Recently, the issue of restoring need-blind admissions has been a heated topic of debate among students and members of the faculty. I do not support major cuts to housing options, reduction of staff, or raising tuition and loan levels for the sake of increasing financial aid and restoring need-blind. The school’s budget dilemna has already influenced student activities, academics, and campus life. Eliminating need-blind is simply a trade-off, a concession, to improve the current school’s financial situation. It does not mean that need-blind is not important; it is still a goal that Wesleyan shall achieve in the long run.

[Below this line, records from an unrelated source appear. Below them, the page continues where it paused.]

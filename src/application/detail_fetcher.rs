//! Detail page enrichment for a single product
//!
//! Each fetch opens its own [`DocumentContext`] and closes it before
//! returning, whatever the outcome. Contexts are never shared across items.

use std::time::Duration;
use tracing::{debug, warn};

use crate::infrastructure::browsing::{BrowsingSession, DocumentContext, ReadyCondition};
use crate::infrastructure::config::CrawlConfig;
use crate::infrastructure::fetch_error::FetchFailure;
use crate::infrastructure::parsing::{
    HtmlExtractor, ParsingResult, ProductDetailParser, ProductDetails, SelectorConfig,
};

pub struct DetailFetcher {
    parser: ProductDetailParser,
    timeout: Duration,
    ready: ReadyCondition,
}

impl DetailFetcher {
    pub fn new(selectors: &SelectorConfig, crawl: &CrawlConfig) -> ParsingResult<Self> {
        Ok(Self {
            parser: ProductDetailParser::new(&selectors.detail)?,
            timeout: crawl.detail_timeout(),
            ready: ReadyCondition::new(
                selectors.detail.description.clone(),
                crawl.detail_ready_timeout(),
                crawl.ready_poll_interval(),
            ),
        })
    }

    /// Load `url` in a fresh context and extract description and color
    pub async fn fetch<S>(&self, session: &S, url: &str) -> Result<ProductDetails, FetchFailure>
    where
        S: BrowsingSession + ?Sized,
    {
        let mut context = session.open_context().await?;
        let loaded = context.load(url, self.timeout, &self.ready).await;
        release(context.as_mut(), url).await;

        let html = loaded?;
        let details = self.parser.parse_str(&html);
        debug!(
            url,
            has_description = !details.description.is_empty(),
            color = %details.color,
            "Detail extracted"
        );
        Ok(details)
    }
}

async fn release(context: &mut dyn DocumentContext, url: &str) {
    if let Err(e) = context.close().await {
        warn!(url, "Failed to close detail context: {}", e);
    }
}

#[cfg(test)]
mod tests {
    use super::*;
    use crate::infrastructure::browsing::ListingDocument;
    use async_trait::async_trait;
    use std::sync::Arc;
    use std::sync::atomic::{AtomicUsize, Ordering};

    const DETAIL: &str = r#"
        <div class="grid gap-4"><p>Lett løpesko</p></div>
        <p class="typo-subtitle-1 mb-1">Farge: 010-svart</p>
    "#;

    #[derive(Default)]
    struct Counters {
        opened: AtomicUsize,
        closed: AtomicUsize,
    }

    struct OneShotSession {
        outcome: Result<String, FetchFailure>,
        counters: Arc<Counters>,
    }

    struct OneShotContext {
        outcome: Result<String, FetchFailure>,
        counters: Arc<Counters>,
    }

    #[async_trait]
    impl BrowsingSession for OneShotSession {
        async fn load_listing(
            &self,
            _url: &str,
            _timeout: Duration,
            _ready: &ReadyCondition,
        ) -> Result<ListingDocument, FetchFailure> {
            Ok(ListingDocument::complete(""))
        }

        async fn open_context(&self) -> Result<Box<dyn DocumentContext>, FetchFailure> {
            self.counters.opened.fetch_add(1, Ordering::SeqCst);
            Ok(Box::new(OneShotContext {
                outcome: self.outcome.clone(),
                counters: Arc::clone(&self.counters),
            }))
        }

        async fn shutdown(&self) -> anyhow::Result<()> {
            Ok(())
        }
    }

    #[async_trait]
    impl DocumentContext for OneShotContext {
        async fn load(
            &mut self,
            _url: &str,
            _timeout: Duration,
            _ready: &ReadyCondition,
        ) -> Result<String, FetchFailure> {
            self.outcome.clone()
        }

        async fn close(&mut self) -> anyhow::Result<()> {
            self.counters.closed.fetch_add(1, Ordering::SeqCst);
            Ok(())
        }
    }

    fn fetcher() -> DetailFetcher {
        DetailFetcher::new(&SelectorConfig::default(), &CrawlConfig::default()).unwrap()
    }

    #[tokio::test]
    async fn successful_fetch_extracts_and_closes_context() {
        let counters = Arc::new(Counters::default());
        let session = OneShotSession {
            outcome: Ok(DETAIL.to_string()),
            counters: Arc::clone(&counters),
        };

        let details = fetcher().fetch(&session, "https://www.sport1.no/sko/x").await.unwrap();

        assert_eq!(details.description, "Lett løpesko");
        assert_eq!(details.color, "Svart");
        assert_eq!(counters.opened.load(Ordering::SeqCst), 1);
        assert_eq!(counters.closed.load(Ordering::SeqCst), 1);
    }

    #[tokio::test]
    async fn timeout_is_reported_and_context_still_closed() {
        let url = "https://www.sport1.no/sko/y";
        let counters = Arc::new(Counters::default());
        let session = OneShotSession {
            outcome: Err(FetchFailure::timeout(url, Duration::from_secs(10))),
            counters: Arc::clone(&counters),
        };

        let err = fetcher().fetch(&session, url).await.unwrap_err();

        assert!(err.is_timeout());
        assert_eq!(counters.closed.load(Ordering::SeqCst), 1);
    }

    #[tokio::test]
    async fn page_without_detail_nodes_yields_empty_fields() {
        let session = OneShotSession {
            outcome: Ok("<html><body></body></html>".to_string()),
            counters: Arc::new(Counters::default()),
        };

        let details = fetcher().fetch(&session, "https://www.sport1.no/sko/z").await.unwrap();
        assert_eq!(details, ProductDetails::default());
    }
}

Wesleyan has been short on professors, which has had an impact on the number of available courses. The class size of 30-50 students, especially in the economics department, is relatively larger than other liberal arts colleges. Course selection has been a salient problem, at least from my observation. Often times, courses end up being overenrolled, or students have to take them in a different semester than that for which they’d originally planned. The school is also not financially capable of paying the popular professors to open more than one section of their courses or add one more course throughout the semester. All these issues are affecting the academic commitment of dedicated faculty members and students, as well as the very philosophy that Wesleyan is designed with: the close interaction between students and professors and the liberal exploration of academics. Perhaps in response to this, Wesleyan’s rank in U.S. News & World Report dropped from 12 last year to 17 this year.

According to the record from the Student Budgetary Committee, most financial requests from student groups and activities are not met or fully met. For example, Resonance Journal, a student-run publication in the East Asian Studies department, faces losing all budget for its future printing and distribution. For the class History of Taiwan the professor meant to take students to panels in Amherst and New York City but was forced to cancel the plan because the budget request was not approved.

Raising tuition is not a wise choice. It means that the students who do not receive financial aid have to pay more for the sake of other unknown students to enter Wesleyan, and at the same time they will not necessarily receive a better quality education to offset the additional payment. It is not fair.

If Wesleyan is not capable of fully supporting its current students, how can it count on its graduates to give back to the  Wesleyan community and attract more students to apply? The principle here is to ensure the quality of education offered to the enrolled students and prospective students, which is beneficial for increasing Wesleyan endowment rate. Until the financial and operational difficulty is solved, restoring need-blind should not be our first priority.

Only time will tell if the need-aware policy will have a negative effect on the application rate to Wesleyan and the quality of the enrolled student body. A need-aware policy does not mean a one hundred percent rejection rate of those academically capable but financially underprivileged students; it allows more space for the admissions office to consider deliberately the cost of affording these students: both the benefits they will receive and  the benefits they will bring to the University.